Exercise description
Only the lines from the top of the data through the one with "Named values reachable" are to be written out, each exactly as it stands.

Input
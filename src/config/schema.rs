//! Configuration schema definitions.
//!
//! This module defines the complete configuration structure for the gateway.
//! All types derive Serde traits for deserialization from config files.

use std::collections::HashMap;

use serde::{Deserialize, Serialize};

use crate::routing::definition::{FilterDefinition, RouteDefinition};

/// Root configuration for the gateway.
#[derive(Debug, Clone, Deserialize, Serialize, Default)]
#[serde(default)]
pub struct GatewayConfig {
    /// Listener configuration (bind address).
    pub listener: ListenerConfig,

    /// Timeout configuration.
    pub timeouts: TimeoutConfig,

    /// Observability settings.
    pub observability: ObservabilityConfig,

    /// Declarative route definitions.
    pub routes: Vec<RouteDefinition>,

    /// Filters applied to every route, ahead of the route's own filters.
    pub default_filters: Vec<FilterDefinition>,

    /// Named values reachable from `#{@name}` expressions.
    pub beans: HashMap<String, serde_json::Value>,
}

/// Listener configuration.
#[derive(Debug, Clone, Deserialize, Serialize)]
#[serde(default)]
pub struct ListenerConfig {
    /// Bind address (e.g., "0.0.0.0:8080").
    pub bind_address: String,
}

impl Default for ListenerConfig {
    fn default() -> Self {
        Self {
            bind_address: "0.0.0.0:8080".to_string(),
        }
    }
}

/// Timeout configuration for various operations.
#[derive(Debug, Clone, Deserialize, Serialize)]
#[serde(default)]
pub struct TimeoutConfig {
    /// Upstream connection establishment timeout in seconds.
    pub connect_secs: u64,

    /// Request timeout (total time for request/response) in seconds.
    pub request_secs: u64,

    /// Time in-flight requests get to finish after shutdown starts.
    pub shutdown_secs: u64,
}

impl Default for TimeoutConfig {
    fn default() -> Self {
        Self {
            connect_secs: 5,
            request_secs: 30,
            shutdown_secs: 10,
        }
    }
}

/// Observability configuration.
#[derive(Debug, Clone, Deserialize, Serialize)]
#[serde(default)]
pub struct ObservabilityConfig {
    /// Log level (trace, debug, info, warn, error).
    pub log_level: String,

    /// Enable metrics endpoint.
    pub metrics_enabled: bool,

    /// Metrics endpoint bind address.
    pub metrics_address: String,
}

impl Default for ObservabilityConfig {
    fn default() -> Self {
        Self {
            log_level: "info".to_string(),
            metrics_enabled: true,
            metrics_address: "0.0.0.0:9090".to_string(),
        }
    }
}

#[cfg(test)]
mod tests {
    use super::*;

    #[test]
    fn test_minimal_config_uses_defaults() {
        let config: GatewayConfig = toml::from_str("").unwrap();
        assert_eq!(config.listener.bind_address, "0.0.0.0:8080");
        assert_eq!(config.timeouts.request_secs, 30);
        assert!(config.routes.is_empty());
    }

    #[test]
    fn test_full_config() {
        let config: GatewayConfig = toml::from_str(
            r#"
            default_filters = ["AddRequestHeader=X-Gateway, edge"]

            [listener]
            bind_address = "127.0.0.1:9000"

            [beans]
            apiPrefix = "/v2"
            maxParts = 2

            [[routes]]
            id = "users"
            uri = "http://localhost:3000"
            order = 1
            predicates = ["Path=/users/**", { name = "Method", args = { _genkey_0 = "GET" } }]
            filters = ["StripPrefix=1"]

            [routes.metadata]
            team = "identity"
            "#,
        )
        .unwrap();

        assert_eq!(config.listener.bind_address, "127.0.0.1:9000");
        assert_eq!(config.default_filters[0].name, "AddRequestHeader");
        assert_eq!(config.beans["maxParts"], serde_json::json!(2));

        let route = &config.routes[0];
        assert_eq!(route.id, "users");
        assert_eq!(route.order, 1);
        assert_eq!(route.predicates[1].name, "Method");
        assert_eq!(route.predicates[1].args.get("_genkey_0"), Some("GET"));
        assert_eq!(route.metadata["team"], "identity");
    }
}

Task solution
filename src/config/schema.rs
//! Configuration schema definitions.
//!
//! This module defines the complete configuration structure for the gateway.
//! All types derive Serde traits for deserialization from config files.

use std::collections::HashMap;

use serde::{Deserialize, Serialize};

use crate::routing::definition::{FilterDefinition, RouteDefinition};

/// Root configuration for the gateway.
#[derive(Debug, Clone, Deserialize, Serialize, Default)]
#[serde(default)]
pub struct GatewayConfig {
    /// Listener configuration (bind address).
    pub listener: ListenerConfig,

    /// Timeout configuration.
    pub timeouts: TimeoutConfig,

    /// Observability settings.
    pub observability: ObservabilityConfig,

    /// Declarative route definitions.
    pub routes: Vec<RouteDefinition>,

    /// Filters applied to every route, ahead of the route's own filters.
    pub default_filters: Vec<FilterDefinition>,

    /// Named values reachable from `#{@name}` expressions.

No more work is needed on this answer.